Le guerre e le tensioni internazionali non stanno frenando la voglia di viaggiare.
Le rotte divenute rischiose vengono sostituite da mete più sicure, ma chi, come Redion, lavora per assistere chi si muove in giro per il mondo sta continuando a registrare una crescita del giro d'affari anche all'interno di questo scenario complicato.
Redion è il nuovo brand del gruppo Generali che, sotto un'unica piattaforma globale (Care), ha riunito da qualche settimana le attività della ex Europ Assistance (assistenza e polizze viaggi) e di Generali Employee Benefits (servizi ai dipendenti), dando vita a un unico aggregato che, visti i numeri in gioco, rappresenta un pilastro portante per il gruppo guidato dal chief executive officer Philippe Donnet.

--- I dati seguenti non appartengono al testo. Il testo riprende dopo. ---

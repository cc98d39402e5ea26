//! Single-frame extraction from a motion-JPEG byte stream.
//!
//! The extractor is fed the stream chunk by chunk and moves through
//! `SeekingStart -> Accumulating -> Done`. Bytes before the first start
//! marker are dropped; the returned frame runs from the start marker through
//! the first end marker that follows it.

use crate::error::CaptureError;

/// Read size used when slicing the network stream.
pub const CHUNK_SIZE: usize = 1024;
/// A frame still open after this many bytes is abandoned.
pub const MAX_FRAME_BYTES: usize = 1024 * 1024;
/// Anything shorter is treated as a corrupt frame.
pub const MIN_FRAME_BYTES: usize = 1000;

const JPEG_START: [u8; 2] = [0xFF, 0xD8];
const JPEG_END: [u8; 2] = [0xFF, 0xD9];

#[derive(Debug, Clone, Copy, PartialEq, Eq)]
pub enum ExtractorState {
    SeekingStart,
    Accumulating,
    Done,
}

fn find_marker(haystack: &[u8], marker: &[u8; 2], from: usize) -> Option<usize> {
    if haystack.len() < 2 || from > haystack.len() - 2 {
        return None;
    }
    haystack[from..]
        .windows(2)
        .position(|window| window == marker)
        .map(|offset| from + offset)
}

#[derive(Debug)]
pub struct FrameExtractor {
    state: ExtractorState,
    buffer: Vec<u8>,
    /// Offset up to which the active frame has already been searched for
    /// an end marker.
    scanned: usize,
}

impl Default for FrameExtractor {
    fn default() -> Self {
        Self::new()
    }
}

impl FrameExtractor {
    pub fn new() -> Self {
        Self {
            state: ExtractorState::SeekingStart,
            buffer: Vec::with_capacity(CHUNK_SIZE * 2),
            scanned: JPEG_START.len(),
        }
    }

    pub fn state(&self) -> ExtractorState {
        self.state
    }

    /// Bytes currently held: the unmatched tail while seeking, or the
    /// active frame while accumulating.
    pub fn buffered(&self) -> usize {
        self.buffer.len()
    }

    /// Feeds the next chunk. Returns the frame once an end marker is seen.
    /// Chunks pushed after `Done` are ignored.
    pub fn push(&mut self, chunk: &[u8]) -> Result<Option<Vec<u8>>, CaptureError> {
        match self.state {
            ExtractorState::Done => return Ok(None),
            ExtractorState::SeekingStart => {
                self.buffer.extend_from_slice(chunk);
                match find_marker(&self.buffer, &JPEG_START, 0) {
                    Some(start) => {
                        self.buffer.drain(..start);
                        self.scanned = JPEG_START.len();
                        self.state = ExtractorState::Accumulating;
                    }
                    None => {
                        // Only a trailing 0xFF can still begin a start marker.
                        let keep = usize::from(self.buffer.last() == Some(&JPEG_START[0]));
                        let cut = self.buffer.len() - keep;
                        self.buffer.drain(..cut);
                        return Ok(None);
                    }
                }
            }
            ExtractorState::Accumulating => self.buffer.extend_from_slice(chunk),
        }

        self.scan_for_end()
    }

    fn scan_for_end(&mut self) -> Result<Option<Vec<u8>>, CaptureError> {
        // Step back one byte so a marker split across chunks is still found.
        let from = self.scanned.saturating_sub(1).max(JPEG_START.len());
        if let Some(end) = find_marker(&self.buffer, &JPEG_END, from) {
            self.buffer.truncate(end + JPEG_END.len());
            self.state = ExtractorState::Done;
            let frame = std::mem::take(&mut self.buffer);
            if frame.len() < MIN_FRAME_BYTES {
                return Err(CaptureError::FrameTooSmall {
                    size: frame.len(),
                    min: MIN_FRAME_BYTES,
                });
            }
            return Ok(Some(frame));
        }

        self.scanned = self.buffer.len();
        if self.buffer.len() > MAX_FRAME_BYTES {
            self.state = ExtractorState::Done;
            self.buffer = Vec::new();
            return Err(CaptureError::FrameTooLarge {
                limit: MAX_FRAME_BYTES,
            });
        }
        Ok(None)
    }
}

/// Runs an in-memory stream through a fresh extractor in `CHUNK_SIZE` pieces.
pub fn extract_frame(stream: &[u8]) -> Result<Vec<u8>, CaptureError> {
    let mut extractor = FrameExtractor::new();
    for chunk in stream.chunks(CHUNK_SIZE) {
        if let Some(frame) = extractor.push(chunk)? {
            return Ok(frame);
        }
    }
    Err(CaptureError::Incomplete)
}

#[cfg(test)]
mod tests {
    use super::*;

    /// SOI + `body_len` filler bytes (never 0xFF) + EOI.
    fn jpeg(body_len: usize) -> Vec<u8> {
        let mut frame = JPEG_START.to_vec();
        frame.extend((0..body_len).map(|i| (i % 200) as u8));
        frame.extend_from_slice(&JPEG_END);
        frame
    }

    fn multipart(frames: &[Vec<u8>]) -> Vec<u8> {
        let mut stream = Vec::new();
        for frame in frames {
            stream.extend_from_slice(b"--frame\r\nContent-Type: image/jpeg\r\n\r\n");
            stream.extend_from_slice(frame);
            stream.extend_from_slice(b"\r\n");
        }
        stream
    }

    #[test]
    fn returns_first_frame_without_leading_bytes() {
        let first = jpeg(5000);
        let stream = multipart(&[first.clone(), jpeg(3000)]);

        let frame = extract_frame(&stream).unwrap();
        assert_eq!(&frame[..2], &JPEG_START);
        assert_eq!(&frame[frame.len() - 2..], &JPEG_END);
        assert_eq!(frame, first);
    }

    #[test]
    fn finds_start_marker_split_across_chunks() {
        let frame = jpeg(4000);
        let mut stream = vec![b'x'; CHUNK_SIZE - 1];
        stream.extend_from_slice(&frame);

        assert_eq!(extract_frame(&stream).unwrap(), frame);
    }

    #[test]
    fn finds_end_marker_split_across_chunks() {
        // 0xFF of the end marker is the last byte of the second chunk.
        let frame = jpeg(2 * CHUNK_SIZE - 3);
        assert_eq!(frame.len() - 2, 2 * CHUNK_SIZE - 1);

        assert_eq!(extract_frame(&frame).unwrap(), frame);
    }

    #[test]
    fn start_and_end_in_one_chunk() {
        let frame = jpeg(MIN_FRAME_BYTES);
        let mut extractor = FrameExtractor::new();
        let mut chunk = b"junk".to_vec();
        chunk.extend_from_slice(&frame);
        chunk.extend_from_slice(b"trailing");

        let out = extractor.push(&chunk).unwrap().unwrap();
        assert_eq!(out, frame);
        assert_eq!(extractor.state(), ExtractorState::Done);
        assert_eq!(extractor.push(b"more").unwrap(), None);
    }

    #[test]
    fn seeking_buffer_stays_small() {
        let mut extractor = FrameExtractor::new();
        for _ in 0..100 {
            assert_eq!(extractor.push(&[0u8; CHUNK_SIZE]).unwrap(), None);
        }
        assert_eq!(extractor.state(), ExtractorState::SeekingStart);
        assert_eq!(extractor.buffered(), 0);

        extractor.push(&[0x00, 0xFF]).unwrap();
        assert_eq!(extractor.buffered(), 1);
    }

    #[test]
    fn oversized_frame_fails_instead_of_truncating() {
        let mut stream = JPEG_START.to_vec();
        stream.extend(std::iter::repeat(0x11).take(MAX_FRAME_BYTES + 10));

        match extract_frame(&stream) {
            Err(CaptureError::FrameTooLarge { limit }) => assert_eq!(limit, MAX_FRAME_BYTES),
            other => panic!("expected FrameTooLarge, got {other:?}"),
        }
    }

    #[test]
    fn tiny_frame_is_rejected() {
        let stream = multipart(&[jpeg(100)]);
        assert!(matches!(
            extract_frame(&stream),
            Err(CaptureError::FrameTooSmall { size: 104, .. })
        ));
    }

    #[test]
    fn frame_at_minimum_size_is_accepted() {
        let frame = jpeg(MIN_FRAME_BYTES - 4);
        assert_eq!(frame.len(), MIN_FRAME_BYTES);
        assert_eq!(extract_frame(&multipart(&[frame.clone()])).unwrap(), frame);
    }

    #[test]
    fn stream_without_end_marker_is_incomplete() {
        let mut stream = b"--frame\r\n\r\n".to_vec();
        stream.extend_from_slice(&JPEG_START);
        stream.extend(std::iter::repeat(0x22).take(5000));
        assert!(matches!(extract_frame(&stream), Err(CaptureError::Incomplete)));
    }
}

Da Redion arrivano 5,8 miliardi di euro di ricavi all'anno e per la società lavorano oltre 12 mila dipendenti in più di 190 Paesi in giro per il mondo.«Grazie all'acquisizione di Swiss Life Network, avvenuta all'inizio inizio di quest'anno e che ha apportato 1,5 miliardi di euro di ricavi, siamo già la prima impresa al mondo nel settore degli employee benefit», dice a Milano Finanza Antoine Parisi, il manager italo-francese a capo della società. «Mentre siamo i secondi se guardiamo all'assistenza e all'assicurazione viaggi a livello globale (alle spalle del gruppo assicurativo tedesco Allianz, ndr), ma nel giro di qualche anno saremo i primi anche in questo mercato», promette.